TASK REQUIREMENTS: Determine which lines of the records include the word "tracing", and copy them.

STORED DATA:
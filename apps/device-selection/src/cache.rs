//! # Invalidating Cache
//!
//! Process-wide `(family, key) → value` map in front of every upstream read.
//!
//! ## Guarantees
//!
//! - **Single-flight**: concurrent misses for one key share one loader call.
//!   The in-flight table keeps only a weak handle, so once every waiter is
//!   gone the load is dropped and nothing is inserted.
//! - **Generations**: each family carries a counter bumped on invalidation.
//!   A load that started before an invalidation still answers its waiters
//!   but never populates the cache.
//! - **Bounded**: global entry capacity with least-recently-used eviction,
//!   plus a per-family TTL.
//! - **Retries**: transient upstream errors are retried with exponential
//!   backoff before surfacing as `upstream_unavailable`.
//!
//! ## List Keys
//!
//! Keys starting with [`LIST_KEY`] hold whole-family listings. Invalidating
//! any single key of a family also drops that family's listings.

use crate::upstream::UpstreamError;
use device_selection_core::SelectionError;
use futures::FutureExt;
use futures::future::{BoxFuture, Shared, WeakShared};
use parking_lot::{Mutex, RwLock};
use std::any::Any;
use std::collections::HashMap;
use std::fmt;
use std::future::Future;
use std::str::FromStr;
use std::sync::Arc;
use std::sync::atomic::{AtomicU64, Ordering};
use std::time::Duration;
use tokio::time::Instant;

/// Prefix of keys that hold a listing of the whole family.
pub const LIST_KEY: &str = "*";

// =============================================================================
// FAMILIES
// =============================================================================

/// Groups of cache entries that are invalidated together.
#[derive(Debug, Clone, Copy, PartialEq, Eq, Hash, PartialOrd, Ord)]
pub enum Family {
    DeviceTypes,
    Devices,
    Aspects,
    Functions,
    Concepts,
    DeviceGroups,
    ImportTypes,
    Imports,
    Permissions,
}

impl Family {
    pub const ALL: [Family; 9] = [
        Family::DeviceTypes,
        Family::Devices,
        Family::Aspects,
        Family::Functions,
        Family::Concepts,
        Family::DeviceGroups,
        Family::ImportTypes,
        Family::Imports,
        Family::Permissions,
    ];

    #[must_use]
    pub fn as_str(self) -> &'static str {
        match self {
            Self::DeviceTypes => "device-types",
            Self::Devices => "devices",
            Self::Aspects => "aspects",
            Self::Functions => "functions",
            Self::Concepts => "concepts",
            Self::DeviceGroups => "device-groups",
            Self::ImportTypes => "import-types",
            Self::Imports => "imports",
            Self::Permissions => "permissions",
        }
    }

    /// Families whose keys embed a bearer token.
    #[must_use]
    pub fn is_token_scoped(self) -> bool {
        matches!(self, Self::Permissions | Self::ImportTypes | Self::Imports)
    }
}

impl fmt::Display for Family {
    fn fmt(&self, f: &mut fmt::Formatter<'_>) -> fmt::Result {
        f.write_str(self.as_str())
    }
}

impl FromStr for Family {
    type Err = String;

    fn from_str(s: &str) -> Result<Self, Self::Err> {
        Self::ALL
            .into_iter()
            .find(|f| f.as_str() == s)
            .ok_or_else(|| format!("unknown cache family '{}'", s))
    }
}

// =============================================================================
// CONFIGURATION
// =============================================================================

#[derive(Debug, Clone)]
pub struct CacheConfig {
    pub capacity: usize,
    pub ttl: Duration,
    pub family_ttl: HashMap<Family, Duration>,
    /// Total tries per load, first call included.
    pub retry_attempts: u32,
    pub retry_base: Duration,
}

impl Default for CacheConfig {
    fn default() -> Self {
        Self {
            capacity: 10_000,
            ttl: Duration::from_secs(60),
            family_ttl: HashMap::new(),
            retry_attempts: 3,
            retry_base: Duration::from_millis(100),
        }
    }
}

impl CacheConfig {
    fn ttl_of(&self, family: Family) -> Duration {
        self.family_ttl.get(&family).copied().unwrap_or(self.ttl)
    }
}

// =============================================================================
// CACHE
// =============================================================================

type CacheKey = (Family, String);

/// The key as it may appear in logs and error bodies.
fn shown(key: &CacheKey) -> &str {
    if key.0.is_token_scoped() {
        "<token>"
    } else {
        &key.1
    }
}

type Value = Arc<dyn Any + Send + Sync>;
type Load = BoxFuture<'static, Result<Value, SelectionError>>;

struct Entry {
    value: Value,
    inserted: Instant,
    last_access: AtomicU64,
}

struct InFlight {
    id: u64,
    handle: WeakShared<Load>,
}

struct Inner {
    config: CacheConfig,
    entries: RwLock<HashMap<CacheKey, Entry>>,
    inflight: Mutex<HashMap<CacheKey, InFlight>>,
    generations: Mutex<HashMap<Family, u64>>,
    tick: AtomicU64,
    next_load: AtomicU64,
}

/// Shared handle to the cache. Clones see the same entries.
#[derive(Clone)]
pub struct Cache {
    inner: Arc<Inner>,
}

impl Cache {
    #[must_use]
    pub fn new(config: CacheConfig) -> Self {
        Self {
            inner: Arc::new(Inner {
                config,
                entries: RwLock::new(HashMap::new()),
                inflight: Mutex::new(HashMap::new()),
                generations: Mutex::new(HashMap::new()),
                tick: AtomicU64::new(0),
                next_load: AtomicU64::new(0),
            }),
        }
    }

    /// Return the cached value for `(family, key)` or load it.
    ///
    /// Concurrent callers for the same key await one shared load. The loader
    /// may be called more than once when transient errors are retried.
    pub async fn get<T, F, Fut>(
        &self,
        family: Family,
        key: impl Into<String>,
        loader: F,
    ) -> Result<Arc<T>, SelectionError>
    where
        T: Send + Sync + 'static,
        F: Fn() -> Fut + Send + Sync + 'static,
        Fut: Future<Output = Result<T, UpstreamError>> + Send + 'static,
    {
        let key: CacheKey = (family, key.into());
        if let Some(value) = self.lookup(&key) {
            return downcast(value, &key);
        }

        let shared = {
            let mut inflight = self.inner.inflight.lock();
            if let Some(value) = self.lookup(&key) {
                return downcast(value, &key);
            }
            match inflight.get(&key).and_then(|f| f.handle.upgrade()) {
                Some(shared) => shared,
                None => {
                    let id = self.inner.next_load.fetch_add(1, Ordering::Relaxed);
                    let shared: Shared<Load> = self
                        .clone()
                        .load(key.clone(), id, loader)
                        .boxed()
                        .shared();
                    if let Some(handle) = shared.downgrade() {
                        inflight.insert(key.clone(), InFlight { id, handle });
                    }
                    shared
                }
            }
        };

        let value = shared.await?;
        downcast(value, &key)
    }

    async fn load<T, F, Fut>(self, key: CacheKey, id: u64, loader: F) -> Result<Value, SelectionError>
    where
        T: Send + Sync + 'static,
        F: Fn() -> Fut + Send + Sync + 'static,
        Fut: Future<Output = Result<T, UpstreamError>> + Send + 'static,
    {
        let generation = self.generation(key.0);
        let result = self.load_with_retry(&key, &loader).await;

        {
            let mut inflight = self.inner.inflight.lock();
            if inflight.get(&key).is_some_and(|f| f.id == id) {
                inflight.remove(&key);
            }
        }

        let value: Value = Arc::new(result?);
        if self.generation(key.0) == generation {
            self.insert(key, value.clone());
        } else {
            tracing::debug!(
                event = "cache_stale_load",
                family = %key.0,
                key = shown(&key),
                "Discarding load that raced an invalidation"
            );
        }
        Ok(value)
    }

    async fn load_with_retry<T, F, Fut>(&self, key: &CacheKey, loader: &F) -> Result<T, SelectionError>
    where
        F: Fn() -> Fut,
        Fut: Future<Output = Result<T, UpstreamError>>,
    {
        let attempts = self.inner.config.retry_attempts.max(1);
        let mut attempt: u32 = 0;
        loop {
            match loader().await {
                Ok(value) => return Ok(value),
                Err(e) if e.is_transient() && attempt + 1 < attempts => {
                    let delay = self
                        .inner
                        .config
                        .retry_base
                        .saturating_mul(2u32.saturating_pow(attempt));
                    tracing::warn!(
                        event = "upstream_retry",
                        family = %key.0,
                        key = shown(key),
                        attempt = attempt + 1,
                        delay_ms = delay.as_millis() as u64,
                        error = %e,
                        "Retrying upstream read"
                    );
                    tokio::time::sleep(delay).await;
                    attempt += 1;
                }
                Err(e) => return Err(e.into_selection(key.0.as_str(), shown(key))),
            }
        }
    }

    fn generation(&self, family: Family) -> u64 {
        self.inner
            .generations
            .lock()
            .get(&family)
            .copied()
            .unwrap_or(0)
    }

    fn touch(&self) -> u64 {
        self.inner.tick.fetch_add(1, Ordering::Relaxed)
    }

    fn lookup(&self, key: &CacheKey) -> Option<Value> {
        let ttl = self.inner.config.ttl_of(key.0);
        {
            let entries = self.inner.entries.read();
            let entry = entries.get(key)?;
            if entry.inserted.elapsed() < ttl {
                entry.last_access.store(self.touch(), Ordering::Relaxed);
                return Some(entry.value.clone());
            }
        }
        let mut entries = self.inner.entries.write();
        if entries.get(key).is_some_and(|e| e.inserted.elapsed() >= ttl) {
            entries.remove(key);
        }
        None
    }

    fn insert(&self, key: CacheKey, value: Value) {
        let capacity = self.inner.config.capacity.max(1);
        let mut entries = self.inner.entries.write();
        entries.insert(
            key,
            Entry {
                value,
                inserted: Instant::now(),
                last_access: AtomicU64::new(self.touch()),
            },
        );
        while entries.len() > capacity {
            let Some(oldest) = entries
                .iter()
                .min_by_key(|(_, e)| e.last_access.load(Ordering::Relaxed))
                .map(|(k, _)| k.clone())
            else {
                break;
            };
            entries.remove(&oldest);
            tracing::debug!(
                event = "cache_evict",
                family = %oldest.0,
                key = shown(&oldest),
                "Evicted least recently used entry"
            );
        }
    }

    /// Drop one key (and the family's listings), or the whole family when
    /// `key` is `None`. In-flight loads of the family will not populate.
    pub fn invalidate(&self, family: Family, key: Option<&str>) {
        *self.inner.generations.lock().entry(family).or_insert(0) += 1;

        let matches = |k: &CacheKey| {
            k.0 == family
                && match key {
                    None => true,
                    Some(key) => k.1 == key || k.1.starts_with(LIST_KEY),
                }
        };
        let removed = {
            let mut entries = self.inner.entries.write();
            let before = entries.len();
            entries.retain(|k, _| !matches(k));
            before - entries.len()
        };
        self.inner.inflight.lock().retain(|k, _| !matches(k));

        tracing::info!(
            event = "cache_invalidate",
            family = %family,
            key = if family.is_token_scoped() {
                "<token>"
            } else {
                key.unwrap_or(LIST_KEY)
            },
            removed,
            "Cache invalidated"
        );
    }

    /// Drop every entry of the given families.
    pub fn flush(&self, families: &[Family]) {
        for family in families {
            self.invalidate(*family, None);
        }
    }

    #[must_use]
    pub fn len(&self) -> usize {
        self.inner.entries.read().len()
    }

    #[must_use]
    pub fn is_empty(&self) -> bool {
        self.len() == 0
    }

    #[must_use]
    pub fn contains(&self, family: Family, key: &str) -> bool {
        self.inner
            .entries
            .read()
            .contains_key(&(family, key.to_string()))
    }
}

fn downcast<T: Send + Sync + 'static>(value: Value, key: &CacheKey) -> Result<Arc<T>, SelectionError> {
    value.downcast::<T>().map_err(|_| {
        SelectionError::Internal(format!(
            "cache entry {}/{} holds an unexpected type",
            key.0,
            shown(key)
        ))
    })
}

// =============================================================================
// TESTS
// =============================================================================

RESPONSE TO THIS EXERCISE:
            tracing::debug!(
                    tracing::warn!(
            tracing::debug!(
        tracing::info!(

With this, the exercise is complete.